Having a shared git repository on deployment-puppetmaster scares the hell out of me! I'm so used to preparing anything I want to push locally and then just applying a specific tag / version...
== Cherry-picking ==
** my belief ** cherry-picking is bad and should be used only as a last resort solution
** what happens at WMF **
- cherry picking is the norm
- this seems to be influenced by Gerrit, which promotes cherry picking
and single commits patches
** comment ** I'm all for rewriting git history to make it more readable, to help tell the story of what is happening to the code. I think that branches and merges are a good tool for that. Cherry picking fixes from one branch to the next leaves a lot of opportunities to forget one. Merging helps tell the story of "those are all the fixes done on branch X, I've applied them on branch X+1". Also, I'm not a huge fan of gerrit idea of changes being a single commit. Having a coherent change split in multiple phases make sense to me (for example: 1) preliminary refactoring, 2) my actual work 3) some clean up I did along the way). I need to dig deeper into topic branchs and how they integrate with gerrit (yes, I am brand new to gerrit).
It also seems that all this cherry picking creates much more flexibility (I can take any commit and apply it anywhere). Again, giving control back to the human and not to the tool.
== Stupid code is good code ==
I need to write a blog post about this one, but like Kernighan said "Everyone knows that debugging is twice as hard as writing a program in the first place. So if you're as clever as you can be when you write it, how will you ever debug it?" [1]. Looking at our code (mainly puppet at the moment), I think there are quite a few places where we do the smart thing, when stupid would be sufficient. That's probably the cost of hiring smart people ...
== A few random points ==
- We have an incredible amount of documentation. It is easy to read
(I've been drawn into it and lost much time). It is also outdated in some place (documentation always is).
- so many different ways to deploy (puppet, trebuchet, salt, manual stuff,
...)
- I still have not found a global architecture schema (something like
a high level component or deplyoment diagram).
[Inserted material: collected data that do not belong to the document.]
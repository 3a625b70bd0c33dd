//! Exchange domain - Secret Santa groups, membership and the draw
//!
//! Architecture:
//!   actions (async, take ServerDeps) → utils (pure rules) → models

pub mod actions;
pub mod errors;
pub mod models;
pub mod utils;

// Re-export commonly used types
pub use actions::*;
pub use errors::ExchangeError;
pub use models::{Assignment, Exchange, ExchangeStatus, NewExchange, Participant};
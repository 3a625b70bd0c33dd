// ServerKernel - owns the collaborators and their lifecycle
//
// Built once at startup. `start()` connects the messenger, `shutdown()`
// disconnects it; in between, `deps()` hands the action container out.

use anyhow::{Context, Result};
use std::sync::Arc;
use telegram::{TelegramOptions, TelegramService};
use tracing::info;

use super::{
    BaseExchangeStore, BaseMessenger, InMemoryExchangeStore, NoopMessenger, ServerDeps,
    TelegramMessenger,
};
use crate::config::Config;
use crate::domains::notifications::MessengerNotifier;

pub struct ServerKernel {
    pub messenger: Arc<dyn BaseMessenger>,
    pub deps: ServerDeps,
}

impl ServerKernel {
    pub fn new(
        store: Arc<dyn BaseExchangeStore>,
        messenger: Arc<dyn BaseMessenger>,
        config: &Config,
    ) -> Self {
        let notifier = Arc::new(MessengerNotifier::new(messenger.clone(), store.clone()));
        Self {
            messenger,
            deps: ServerDeps::new(store, notifier, config.matching),
        }
    }

    /// In-memory store, Telegram when a token is configured, otherwise no bot.
    pub fn from_config(config: &Config) -> Self {
        info!(bot_enabled = config.bot_enabled(), "Building server kernel");
        let messenger: Arc<dyn BaseMessenger> = match &config.telegram_bot_token {
            Some(token) => Arc::new(TelegramMessenger::new(
                Arc::new(TelegramService::new(TelegramOptions::new(token.clone()))),
                config.telegram_bot_username.clone(),
            )),
            None => Arc::new(NoopMessenger),
        };
        Self::new(Arc::new(InMemoryExchangeStore::new()), messenger, config)
    }

    pub async fn start(&self) -> Result<()> {
        self.messenger
            .connect()
            .await
            .context("Failed to connect messenger")?;
        info!("Server kernel started");
        Ok(())
    }

    pub async fn shutdown(&self) -> Result<()> {
        self.messenger
            .disconnect()
            .await
            .context("Failed to disconnect messenger")?;
        info!("Server kernel stopped");
        Ok(())
    }

    pub fn deps(&self) -> &ServerDeps {
        &self.deps
    }
}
But I have never seen any company having those...
discovery mailing list discovery@lists.wikimedia.org https://lists.wikimedia.org/mailman/listinfo/discovery
Thanks for the feedback!
On Wed, Feb 17, 2016 at 11:39 AM, Pine W wiki.pine@gmail.com wrote:
Hi Guillaume,
Since I have a good case of insomnia and am reading emails between attempts to sleep:
As a "team practice" for remotes, I would suggest scheduling coffee breaks just like people do in person, but chat on Hangouts.
That sounds like a good idea, I might try that.
Don't even try to assimilate 100% of IRC traffic. And if IRC distracts you from Getting Things Done, minimize it and only look if pinged.
I'm not trying to assimilate 100% (I do not think anybody can assimilate that much!). But just understanding which 1% I should assimilate is already a challenge at the moment. This sounds like a NP-complete problem (though I do not have the formal proof yet).
For some cultural context: Gerrit has its critics. Awhile back I believe that Isaara suggested burning it "in a huge fire".
That's an issue of me not being used to this way of working more than anything else (at least I think). It's always fun to see new ways of doing things. Makes me challenge what I've been doing for so long...
Please write the blog post that you mentioned!
Glad to have you with us,
Pine
On Feb 17, 2016 01:50, "Guillaume Lederrey" glederrey@wikimedia.org wrote:
Hello team!
I've been with you for 2 weeks. As Tomasz suggested, I might be the right moment to list what I have discovered so far. I'm trying to point out the difference I see from what I'm used to, not to judge (yet), I don't have enough context for that... Still I am biased by my previous experience and that will show up below...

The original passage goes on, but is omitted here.